[Start of section]

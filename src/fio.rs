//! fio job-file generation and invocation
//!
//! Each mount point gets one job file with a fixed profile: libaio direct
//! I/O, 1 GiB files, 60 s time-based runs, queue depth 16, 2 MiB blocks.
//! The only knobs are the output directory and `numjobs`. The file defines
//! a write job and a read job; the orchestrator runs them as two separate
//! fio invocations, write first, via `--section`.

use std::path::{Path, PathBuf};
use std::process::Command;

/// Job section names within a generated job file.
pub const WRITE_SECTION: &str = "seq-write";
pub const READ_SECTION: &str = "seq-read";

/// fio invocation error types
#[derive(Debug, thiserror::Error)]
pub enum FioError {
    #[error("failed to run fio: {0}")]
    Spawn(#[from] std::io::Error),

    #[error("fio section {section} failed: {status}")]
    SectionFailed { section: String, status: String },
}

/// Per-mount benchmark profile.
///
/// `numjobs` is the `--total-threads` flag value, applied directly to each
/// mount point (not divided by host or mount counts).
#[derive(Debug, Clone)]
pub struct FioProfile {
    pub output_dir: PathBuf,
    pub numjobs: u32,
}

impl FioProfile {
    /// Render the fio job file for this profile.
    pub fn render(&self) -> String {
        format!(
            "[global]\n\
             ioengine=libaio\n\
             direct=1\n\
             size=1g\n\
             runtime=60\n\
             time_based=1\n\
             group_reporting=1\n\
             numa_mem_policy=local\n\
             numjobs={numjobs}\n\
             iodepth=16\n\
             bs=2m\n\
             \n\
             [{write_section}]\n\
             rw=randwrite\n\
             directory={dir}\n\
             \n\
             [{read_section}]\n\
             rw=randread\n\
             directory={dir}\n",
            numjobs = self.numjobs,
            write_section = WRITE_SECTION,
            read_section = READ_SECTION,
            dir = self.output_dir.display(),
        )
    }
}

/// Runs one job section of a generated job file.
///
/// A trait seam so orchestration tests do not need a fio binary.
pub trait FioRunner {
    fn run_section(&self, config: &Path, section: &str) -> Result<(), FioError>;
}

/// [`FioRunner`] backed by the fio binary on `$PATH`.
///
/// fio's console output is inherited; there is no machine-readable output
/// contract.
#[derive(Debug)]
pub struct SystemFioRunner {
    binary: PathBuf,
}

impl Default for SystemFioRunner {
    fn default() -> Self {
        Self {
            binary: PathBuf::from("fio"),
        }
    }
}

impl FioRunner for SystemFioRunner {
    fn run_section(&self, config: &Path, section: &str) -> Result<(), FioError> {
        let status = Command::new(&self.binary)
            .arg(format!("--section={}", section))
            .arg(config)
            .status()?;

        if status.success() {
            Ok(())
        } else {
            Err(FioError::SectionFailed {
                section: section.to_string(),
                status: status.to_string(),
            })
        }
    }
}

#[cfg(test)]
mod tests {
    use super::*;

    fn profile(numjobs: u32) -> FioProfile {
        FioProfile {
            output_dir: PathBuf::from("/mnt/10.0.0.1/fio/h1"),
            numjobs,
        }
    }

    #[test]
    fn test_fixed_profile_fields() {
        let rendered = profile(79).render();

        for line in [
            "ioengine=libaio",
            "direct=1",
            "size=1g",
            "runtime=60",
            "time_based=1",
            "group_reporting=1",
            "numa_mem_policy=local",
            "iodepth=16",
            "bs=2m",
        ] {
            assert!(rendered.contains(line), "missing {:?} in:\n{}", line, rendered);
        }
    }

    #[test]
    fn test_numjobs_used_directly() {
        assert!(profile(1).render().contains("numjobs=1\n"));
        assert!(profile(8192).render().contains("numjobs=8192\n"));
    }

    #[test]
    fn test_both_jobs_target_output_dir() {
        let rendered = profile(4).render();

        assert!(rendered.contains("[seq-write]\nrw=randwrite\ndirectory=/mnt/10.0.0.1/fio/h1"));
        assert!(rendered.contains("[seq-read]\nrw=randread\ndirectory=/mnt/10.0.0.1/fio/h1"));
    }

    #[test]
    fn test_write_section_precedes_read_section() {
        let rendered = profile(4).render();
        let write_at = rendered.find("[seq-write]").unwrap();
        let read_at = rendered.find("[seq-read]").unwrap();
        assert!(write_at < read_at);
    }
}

[End of section]

From beginning to end, the data must be duplicated exactly.

Output of the task:
filename src/fio.rs
//! fio job-file generation and invocation
//!
//! Each mount point gets one job file with a fixed profile: libaio direct
//! I/O, 1 GiB files, 60 s time-based runs, queue depth 16, 2 MiB blocks.
//! The only knobs are the output directory and `numjobs`. The file defines
//! a write job and a read job; the orchestrator runs them as two separate
//! fio invocations, write first, via `--section`.

use std::path::{Path, PathBuf};
use std::process::Command;

/// Job section names within a generated job file.
pub const WRITE_SECTION: &str = "seq-write";
pub const READ_SECTION: &str = "seq-read";

/// fio invocation error types
#[derive(Debug, thiserror::Error)]
pub enum FioError {
    #[error("failed to run fio: {0}")]
    Spawn(#[from] std::io::Error),

    #[error("fio section {section} failed: {status}")]
    SectionFailed { section: String, status: String },
}

/// Per-mount benchmark profile.
///
/// `numjobs` is the `--total-threads` flag value, applied directly to each
/// mount point (not divided by host or mount counts).
#[derive(Debug, Clone)]
pub struct FioProfile {
    pub output_dir: PathBuf,
    pub numjobs: u32,
}

impl FioProfile {
    /// Render the fio job file for this profile.
    pub fn render(&self) -> String {
        format!(
            "[global]\n\
             ioengine=libaio\n\
             direct=1\n\
             size=1g\n\
             runtime=60\n\
             time_based=1\n\
             group_reporting=1\n\
             numa_mem_policy=local\n\
             numjobs={numjobs}\n\
             iodepth=16\n\
             bs=2m\n\
             \n\
             [{write_section}]\n\
             rw=randwrite\n\
             directory={dir}\n\
             \n\
             [{read_section}]\n\
             rw=randread\n\
             directory={dir}\n",
            numjobs = self.numjobs,
            write_section = WRITE_SECTION,
            read_section = READ_SECTION,
            dir = self.output_dir.display(),
        )
    }
}

/// Runs one job section of a generated job file.
///
/// A trait seam so orchestration tests do not need a fio binary.
pub trait FioRunner {
    fn run_section(&self, config: &Path, section: &str) -> Result<(), FioError>;
}

/// [`FioRunner`] backed by the fio binary on `$PATH`.
///
/// fio's console output is inherited; there is no machine-readable output
/// contract.
#[derive(Debug)]
pub struct SystemFioRunner {
    binary: PathBuf,
}

impl Default for SystemFioRunner {
    fn default() -> Self {
        Self {
            binary: PathBuf::from("fio"),
        }
    }
}

impl FioRunner for SystemFioRunner {
    fn run_section(&self, config: &Path, section: &str) -> Result<(), FioError> {
        let status = Command::new(&self.binary)
            .arg(format!("--section={}", section))
            .arg(config)
            .status()?;

        if status.success() {
            Ok(())
        } else {
            Err(FioError::SectionFailed {
                section: section.to_string(),
                status: status.to_string(),
            })
        }
    }
}

#[cfg(test)]
mod tests {
    use super::*;

    fn profile(numjobs: u32) -> FioProfile {
        FioProfile {
            output_dir: PathBuf::from("/mnt/10.0.0.1/fio/h1"),
            numjobs,
        }
    }

    #[test]
    fn test_fixed_profile_fields() {
        let rendered = profile(79).render();

        for line in [
            "ioengine=libaio",
            "direct=1",
            "size=1g",
            "runtime=60",
            "time_based=1",
            "group_reporting=1",
            "numa_mem_policy=local",
            "iodepth=16",
            "bs=2m",
        ] {
            assert!(rendered.contains(line), "missing {:?} in:\n{}", line, rendered);
        }
    }

    #[test]
    fn test_numjobs_used_directly() {
        assert!(profile(1).render().contains("numjobs=1\n"));
        assert!(profile(8192).render().contains("numjobs=8192\n"));
    }

    #[test]
    fn test_both_jobs_target_output_dir() {
        let rendered = profile(4).render();

        assert!(rendered.contains("[seq-write]\nrw=randwrite\ndirectory=/mnt/10.0.0.1/fio/h1"));
        assert!(rendered.contains("[seq-read]\nrw=randread\ndirectory=/mnt/10.0.0.1/fio/h1"));
    }

    #[test]
    fn test_write_section_precedes_read_section() {
        let rendered = profile(4).render();
        let write_at = rendered.find("[seq-write]").unwrap();
        let read_at = rendered.find("[seq-read]").unwrap();
        assert!(write_at < read_at);
    }
}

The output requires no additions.